[Stored data entries]
--

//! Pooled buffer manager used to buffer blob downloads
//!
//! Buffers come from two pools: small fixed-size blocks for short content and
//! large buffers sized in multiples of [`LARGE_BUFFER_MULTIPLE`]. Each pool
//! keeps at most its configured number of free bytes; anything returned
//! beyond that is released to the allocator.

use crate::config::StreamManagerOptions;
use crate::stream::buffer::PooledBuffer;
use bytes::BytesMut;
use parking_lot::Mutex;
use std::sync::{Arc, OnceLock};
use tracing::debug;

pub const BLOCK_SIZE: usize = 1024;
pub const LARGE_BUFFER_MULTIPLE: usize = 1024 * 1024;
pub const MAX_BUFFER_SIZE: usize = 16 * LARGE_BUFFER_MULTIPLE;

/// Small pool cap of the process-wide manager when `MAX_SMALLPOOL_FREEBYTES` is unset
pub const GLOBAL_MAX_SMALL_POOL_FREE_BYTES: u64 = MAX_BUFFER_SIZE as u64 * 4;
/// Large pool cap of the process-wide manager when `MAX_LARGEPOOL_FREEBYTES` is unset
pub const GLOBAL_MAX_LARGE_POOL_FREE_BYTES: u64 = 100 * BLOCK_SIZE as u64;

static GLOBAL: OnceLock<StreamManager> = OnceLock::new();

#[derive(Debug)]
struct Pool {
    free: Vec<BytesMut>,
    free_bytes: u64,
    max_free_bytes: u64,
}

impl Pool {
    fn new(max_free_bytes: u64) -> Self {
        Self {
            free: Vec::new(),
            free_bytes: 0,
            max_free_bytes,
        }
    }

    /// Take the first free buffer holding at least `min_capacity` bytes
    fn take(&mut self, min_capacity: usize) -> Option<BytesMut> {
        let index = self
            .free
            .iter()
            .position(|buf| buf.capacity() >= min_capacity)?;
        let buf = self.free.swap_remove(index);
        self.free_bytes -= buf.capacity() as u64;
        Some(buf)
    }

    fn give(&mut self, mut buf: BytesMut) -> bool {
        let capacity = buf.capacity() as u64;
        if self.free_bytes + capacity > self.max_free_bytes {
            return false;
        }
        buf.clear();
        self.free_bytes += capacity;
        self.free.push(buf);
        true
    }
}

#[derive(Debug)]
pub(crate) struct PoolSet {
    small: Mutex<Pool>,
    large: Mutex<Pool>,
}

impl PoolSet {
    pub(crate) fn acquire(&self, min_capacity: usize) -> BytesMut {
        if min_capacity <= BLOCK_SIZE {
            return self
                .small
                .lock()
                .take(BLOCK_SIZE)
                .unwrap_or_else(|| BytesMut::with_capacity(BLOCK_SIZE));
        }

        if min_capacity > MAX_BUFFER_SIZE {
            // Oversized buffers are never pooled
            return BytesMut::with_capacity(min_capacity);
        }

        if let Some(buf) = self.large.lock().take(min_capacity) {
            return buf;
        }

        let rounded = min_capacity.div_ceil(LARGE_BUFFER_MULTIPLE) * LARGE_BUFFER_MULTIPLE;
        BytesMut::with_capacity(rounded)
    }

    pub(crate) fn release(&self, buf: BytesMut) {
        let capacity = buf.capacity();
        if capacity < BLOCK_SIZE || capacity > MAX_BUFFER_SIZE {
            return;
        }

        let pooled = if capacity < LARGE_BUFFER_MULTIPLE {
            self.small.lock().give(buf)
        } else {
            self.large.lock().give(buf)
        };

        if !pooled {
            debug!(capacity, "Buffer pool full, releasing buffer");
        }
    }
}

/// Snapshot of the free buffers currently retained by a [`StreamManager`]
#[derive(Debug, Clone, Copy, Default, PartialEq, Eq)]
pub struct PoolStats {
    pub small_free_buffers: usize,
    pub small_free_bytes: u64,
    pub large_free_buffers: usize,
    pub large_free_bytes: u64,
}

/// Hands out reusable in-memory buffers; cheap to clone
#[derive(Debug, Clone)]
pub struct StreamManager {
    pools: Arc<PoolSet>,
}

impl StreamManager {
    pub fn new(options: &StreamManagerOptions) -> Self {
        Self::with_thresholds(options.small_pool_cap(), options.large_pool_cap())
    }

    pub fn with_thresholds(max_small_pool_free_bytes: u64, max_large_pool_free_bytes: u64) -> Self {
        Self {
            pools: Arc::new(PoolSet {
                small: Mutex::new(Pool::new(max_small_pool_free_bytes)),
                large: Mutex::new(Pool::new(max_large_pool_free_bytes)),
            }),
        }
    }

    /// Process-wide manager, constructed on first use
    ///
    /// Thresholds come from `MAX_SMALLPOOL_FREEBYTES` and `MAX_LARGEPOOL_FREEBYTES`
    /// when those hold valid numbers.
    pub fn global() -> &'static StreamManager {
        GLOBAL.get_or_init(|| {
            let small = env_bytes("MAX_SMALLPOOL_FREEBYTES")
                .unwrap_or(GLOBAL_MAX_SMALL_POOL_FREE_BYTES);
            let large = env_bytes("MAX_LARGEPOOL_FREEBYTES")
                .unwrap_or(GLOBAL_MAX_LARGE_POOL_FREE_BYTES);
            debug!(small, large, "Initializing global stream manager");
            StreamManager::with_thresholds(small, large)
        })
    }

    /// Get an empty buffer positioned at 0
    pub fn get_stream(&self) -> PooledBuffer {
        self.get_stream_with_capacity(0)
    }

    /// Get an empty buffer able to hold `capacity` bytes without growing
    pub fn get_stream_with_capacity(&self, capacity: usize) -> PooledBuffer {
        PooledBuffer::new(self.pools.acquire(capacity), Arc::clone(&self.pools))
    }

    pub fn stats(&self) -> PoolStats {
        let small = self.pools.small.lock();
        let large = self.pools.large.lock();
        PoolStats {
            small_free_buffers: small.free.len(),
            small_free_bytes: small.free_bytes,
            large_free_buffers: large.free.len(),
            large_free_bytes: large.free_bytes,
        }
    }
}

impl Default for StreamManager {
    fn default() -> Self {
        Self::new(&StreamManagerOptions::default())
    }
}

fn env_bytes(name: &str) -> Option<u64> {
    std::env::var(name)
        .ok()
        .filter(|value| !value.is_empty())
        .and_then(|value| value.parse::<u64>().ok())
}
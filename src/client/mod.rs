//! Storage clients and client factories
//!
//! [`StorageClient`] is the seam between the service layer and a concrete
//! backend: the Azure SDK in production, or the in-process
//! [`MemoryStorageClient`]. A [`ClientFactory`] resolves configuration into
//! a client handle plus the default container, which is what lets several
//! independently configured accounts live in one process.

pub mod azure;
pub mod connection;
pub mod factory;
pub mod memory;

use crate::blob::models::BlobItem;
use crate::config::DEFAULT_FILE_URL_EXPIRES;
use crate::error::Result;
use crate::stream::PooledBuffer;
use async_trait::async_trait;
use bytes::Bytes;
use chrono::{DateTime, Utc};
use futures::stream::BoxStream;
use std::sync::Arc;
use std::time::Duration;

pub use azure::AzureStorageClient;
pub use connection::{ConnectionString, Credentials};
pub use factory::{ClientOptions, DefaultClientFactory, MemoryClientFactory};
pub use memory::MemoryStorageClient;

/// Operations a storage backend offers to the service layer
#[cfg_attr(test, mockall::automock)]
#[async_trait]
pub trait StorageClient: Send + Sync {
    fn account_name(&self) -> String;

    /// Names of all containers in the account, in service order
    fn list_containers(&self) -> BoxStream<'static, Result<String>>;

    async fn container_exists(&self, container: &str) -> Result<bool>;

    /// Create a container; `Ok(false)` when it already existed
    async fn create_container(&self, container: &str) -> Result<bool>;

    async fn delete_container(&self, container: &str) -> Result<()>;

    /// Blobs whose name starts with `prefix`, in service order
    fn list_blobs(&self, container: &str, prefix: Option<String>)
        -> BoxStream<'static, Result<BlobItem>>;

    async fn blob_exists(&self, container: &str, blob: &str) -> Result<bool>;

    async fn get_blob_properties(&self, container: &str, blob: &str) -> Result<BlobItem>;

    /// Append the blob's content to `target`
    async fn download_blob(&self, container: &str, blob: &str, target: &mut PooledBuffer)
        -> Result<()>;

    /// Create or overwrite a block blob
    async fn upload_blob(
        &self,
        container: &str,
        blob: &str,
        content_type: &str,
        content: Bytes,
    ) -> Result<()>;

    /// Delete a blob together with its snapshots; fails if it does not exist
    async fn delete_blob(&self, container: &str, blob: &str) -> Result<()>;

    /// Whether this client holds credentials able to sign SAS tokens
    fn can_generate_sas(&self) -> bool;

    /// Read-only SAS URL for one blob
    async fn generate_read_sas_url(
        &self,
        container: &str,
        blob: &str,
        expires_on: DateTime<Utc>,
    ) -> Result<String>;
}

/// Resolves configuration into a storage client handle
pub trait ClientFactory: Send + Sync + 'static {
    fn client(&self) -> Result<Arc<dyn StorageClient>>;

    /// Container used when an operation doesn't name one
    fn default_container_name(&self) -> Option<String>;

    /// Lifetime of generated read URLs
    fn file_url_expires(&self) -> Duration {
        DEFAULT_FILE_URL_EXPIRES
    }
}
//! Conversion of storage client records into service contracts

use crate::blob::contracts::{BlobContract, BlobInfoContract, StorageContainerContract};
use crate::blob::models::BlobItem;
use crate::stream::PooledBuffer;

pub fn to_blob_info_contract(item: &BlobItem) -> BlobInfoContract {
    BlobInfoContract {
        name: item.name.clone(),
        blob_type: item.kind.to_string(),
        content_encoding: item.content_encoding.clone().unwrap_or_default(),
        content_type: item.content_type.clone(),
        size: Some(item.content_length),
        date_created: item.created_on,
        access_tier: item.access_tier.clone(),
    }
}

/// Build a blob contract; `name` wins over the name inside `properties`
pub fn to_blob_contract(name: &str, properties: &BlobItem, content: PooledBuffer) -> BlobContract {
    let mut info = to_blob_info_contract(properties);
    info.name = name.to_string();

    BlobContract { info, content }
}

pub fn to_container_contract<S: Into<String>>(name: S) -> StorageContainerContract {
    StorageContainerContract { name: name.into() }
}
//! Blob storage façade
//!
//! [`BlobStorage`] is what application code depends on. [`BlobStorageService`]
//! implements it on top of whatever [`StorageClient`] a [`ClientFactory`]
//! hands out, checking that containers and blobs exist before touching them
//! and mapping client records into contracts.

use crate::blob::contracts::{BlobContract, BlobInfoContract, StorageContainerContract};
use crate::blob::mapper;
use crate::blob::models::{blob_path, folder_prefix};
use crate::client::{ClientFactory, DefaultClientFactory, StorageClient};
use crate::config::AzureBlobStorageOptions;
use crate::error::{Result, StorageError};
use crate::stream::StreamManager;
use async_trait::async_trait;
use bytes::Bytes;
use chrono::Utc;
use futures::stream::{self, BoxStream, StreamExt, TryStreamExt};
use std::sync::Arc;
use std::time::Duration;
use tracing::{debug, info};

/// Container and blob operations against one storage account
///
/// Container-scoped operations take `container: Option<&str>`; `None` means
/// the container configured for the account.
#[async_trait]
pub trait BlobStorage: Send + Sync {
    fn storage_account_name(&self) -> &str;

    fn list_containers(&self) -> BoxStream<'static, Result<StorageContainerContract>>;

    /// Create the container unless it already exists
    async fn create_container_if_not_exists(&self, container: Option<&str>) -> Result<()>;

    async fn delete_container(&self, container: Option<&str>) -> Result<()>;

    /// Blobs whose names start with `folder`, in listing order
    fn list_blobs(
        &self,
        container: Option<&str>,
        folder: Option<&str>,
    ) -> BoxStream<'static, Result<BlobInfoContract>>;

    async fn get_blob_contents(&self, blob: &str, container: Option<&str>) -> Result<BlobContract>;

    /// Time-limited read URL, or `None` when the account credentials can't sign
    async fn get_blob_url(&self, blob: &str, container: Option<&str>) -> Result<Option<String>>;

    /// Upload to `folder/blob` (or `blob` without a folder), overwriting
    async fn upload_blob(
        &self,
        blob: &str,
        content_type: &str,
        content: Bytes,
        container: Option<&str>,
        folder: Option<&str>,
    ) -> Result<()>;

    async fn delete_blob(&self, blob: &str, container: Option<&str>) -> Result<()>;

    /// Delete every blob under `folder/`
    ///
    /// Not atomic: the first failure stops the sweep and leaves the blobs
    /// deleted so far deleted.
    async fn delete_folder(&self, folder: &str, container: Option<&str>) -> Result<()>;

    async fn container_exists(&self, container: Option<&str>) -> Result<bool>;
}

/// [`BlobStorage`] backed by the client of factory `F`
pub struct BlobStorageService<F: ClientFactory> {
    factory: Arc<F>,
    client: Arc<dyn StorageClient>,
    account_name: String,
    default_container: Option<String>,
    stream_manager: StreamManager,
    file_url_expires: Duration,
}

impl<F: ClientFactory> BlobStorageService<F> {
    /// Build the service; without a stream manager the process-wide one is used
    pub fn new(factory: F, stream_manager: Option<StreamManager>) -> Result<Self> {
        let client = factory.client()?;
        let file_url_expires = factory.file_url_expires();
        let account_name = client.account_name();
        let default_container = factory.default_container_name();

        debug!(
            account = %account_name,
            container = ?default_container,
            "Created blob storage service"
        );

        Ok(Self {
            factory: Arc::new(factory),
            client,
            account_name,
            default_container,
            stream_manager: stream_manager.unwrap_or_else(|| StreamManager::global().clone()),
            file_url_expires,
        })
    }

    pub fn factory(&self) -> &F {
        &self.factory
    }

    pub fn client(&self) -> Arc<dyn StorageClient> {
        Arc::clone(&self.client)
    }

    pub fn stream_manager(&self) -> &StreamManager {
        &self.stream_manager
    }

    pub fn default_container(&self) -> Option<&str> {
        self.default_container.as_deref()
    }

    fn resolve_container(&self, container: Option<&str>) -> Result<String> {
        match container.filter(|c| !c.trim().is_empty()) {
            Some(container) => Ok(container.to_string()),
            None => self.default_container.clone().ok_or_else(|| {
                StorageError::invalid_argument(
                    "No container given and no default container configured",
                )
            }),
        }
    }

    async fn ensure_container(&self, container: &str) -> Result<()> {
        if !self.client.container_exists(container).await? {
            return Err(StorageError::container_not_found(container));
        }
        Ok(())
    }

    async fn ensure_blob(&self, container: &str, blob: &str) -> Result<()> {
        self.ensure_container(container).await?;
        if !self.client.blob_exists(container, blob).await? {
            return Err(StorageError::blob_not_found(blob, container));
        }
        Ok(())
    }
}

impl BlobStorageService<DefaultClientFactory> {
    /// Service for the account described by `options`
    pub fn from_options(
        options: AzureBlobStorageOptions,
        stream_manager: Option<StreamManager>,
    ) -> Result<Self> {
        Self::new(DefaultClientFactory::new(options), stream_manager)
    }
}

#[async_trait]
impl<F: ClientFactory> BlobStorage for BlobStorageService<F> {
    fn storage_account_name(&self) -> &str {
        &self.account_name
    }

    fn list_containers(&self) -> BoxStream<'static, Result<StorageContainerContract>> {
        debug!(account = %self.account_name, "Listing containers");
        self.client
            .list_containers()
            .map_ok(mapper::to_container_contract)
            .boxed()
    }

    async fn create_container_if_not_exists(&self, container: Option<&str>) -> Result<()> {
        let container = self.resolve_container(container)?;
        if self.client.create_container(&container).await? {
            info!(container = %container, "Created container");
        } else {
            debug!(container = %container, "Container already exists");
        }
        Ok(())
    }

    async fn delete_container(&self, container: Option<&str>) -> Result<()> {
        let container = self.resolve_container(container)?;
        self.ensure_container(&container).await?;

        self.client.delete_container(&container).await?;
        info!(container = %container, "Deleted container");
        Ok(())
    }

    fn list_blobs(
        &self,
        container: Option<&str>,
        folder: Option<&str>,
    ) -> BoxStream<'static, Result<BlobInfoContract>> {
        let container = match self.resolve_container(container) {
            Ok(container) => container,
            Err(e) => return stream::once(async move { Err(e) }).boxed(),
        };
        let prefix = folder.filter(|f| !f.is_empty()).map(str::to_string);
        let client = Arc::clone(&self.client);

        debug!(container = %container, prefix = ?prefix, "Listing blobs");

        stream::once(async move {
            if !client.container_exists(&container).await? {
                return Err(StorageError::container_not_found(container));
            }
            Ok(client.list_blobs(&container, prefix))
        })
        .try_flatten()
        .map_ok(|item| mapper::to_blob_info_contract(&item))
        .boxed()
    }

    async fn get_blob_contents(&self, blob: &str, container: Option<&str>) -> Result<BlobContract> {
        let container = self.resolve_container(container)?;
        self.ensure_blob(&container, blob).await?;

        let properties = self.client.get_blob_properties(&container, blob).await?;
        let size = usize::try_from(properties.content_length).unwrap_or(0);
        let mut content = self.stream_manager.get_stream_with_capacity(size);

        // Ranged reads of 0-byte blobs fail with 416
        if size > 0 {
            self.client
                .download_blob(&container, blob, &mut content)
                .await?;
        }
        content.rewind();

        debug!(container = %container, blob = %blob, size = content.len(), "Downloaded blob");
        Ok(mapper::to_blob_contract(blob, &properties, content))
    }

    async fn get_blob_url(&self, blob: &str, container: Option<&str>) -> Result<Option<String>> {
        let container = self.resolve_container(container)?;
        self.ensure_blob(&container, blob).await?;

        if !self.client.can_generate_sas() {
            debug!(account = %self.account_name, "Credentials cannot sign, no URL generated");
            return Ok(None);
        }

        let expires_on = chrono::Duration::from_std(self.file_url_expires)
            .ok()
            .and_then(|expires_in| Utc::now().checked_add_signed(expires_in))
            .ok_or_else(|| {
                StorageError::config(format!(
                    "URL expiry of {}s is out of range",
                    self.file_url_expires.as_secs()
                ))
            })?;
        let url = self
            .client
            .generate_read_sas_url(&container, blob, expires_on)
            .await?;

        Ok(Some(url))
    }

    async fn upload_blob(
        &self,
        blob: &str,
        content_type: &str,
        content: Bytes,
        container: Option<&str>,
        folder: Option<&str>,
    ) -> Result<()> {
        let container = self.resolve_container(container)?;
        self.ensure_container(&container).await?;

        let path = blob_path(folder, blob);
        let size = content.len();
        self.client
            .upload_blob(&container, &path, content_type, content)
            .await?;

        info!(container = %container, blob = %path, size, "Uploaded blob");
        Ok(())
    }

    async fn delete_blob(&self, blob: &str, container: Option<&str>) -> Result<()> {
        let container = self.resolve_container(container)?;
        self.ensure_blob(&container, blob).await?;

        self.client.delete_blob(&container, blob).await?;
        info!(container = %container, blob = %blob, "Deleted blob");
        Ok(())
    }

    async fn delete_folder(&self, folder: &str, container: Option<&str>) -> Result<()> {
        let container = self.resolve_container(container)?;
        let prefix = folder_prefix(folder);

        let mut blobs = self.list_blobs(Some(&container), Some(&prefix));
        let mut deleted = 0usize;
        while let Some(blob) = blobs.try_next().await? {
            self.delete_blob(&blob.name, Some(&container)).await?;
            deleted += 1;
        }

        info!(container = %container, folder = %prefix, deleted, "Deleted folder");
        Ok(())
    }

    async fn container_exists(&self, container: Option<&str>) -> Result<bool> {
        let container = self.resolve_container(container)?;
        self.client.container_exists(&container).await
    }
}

--

Problem:
If a line comes after the one containing "to the allocator.", leave it out; set down every line of the data before it, and that line itself, exactly.

Exercise answer:
//! Pooled buffer manager used to buffer blob downloads
//!
//! Buffers come from two pools: small fixed-size blocks for short content and
//! large buffers sized in multiples of [`LARGE_BUFFER_MULTIPLE`]. Each pool
//! keeps at most its configured number of free bytes; anything returned
//! beyond that is released to the allocator.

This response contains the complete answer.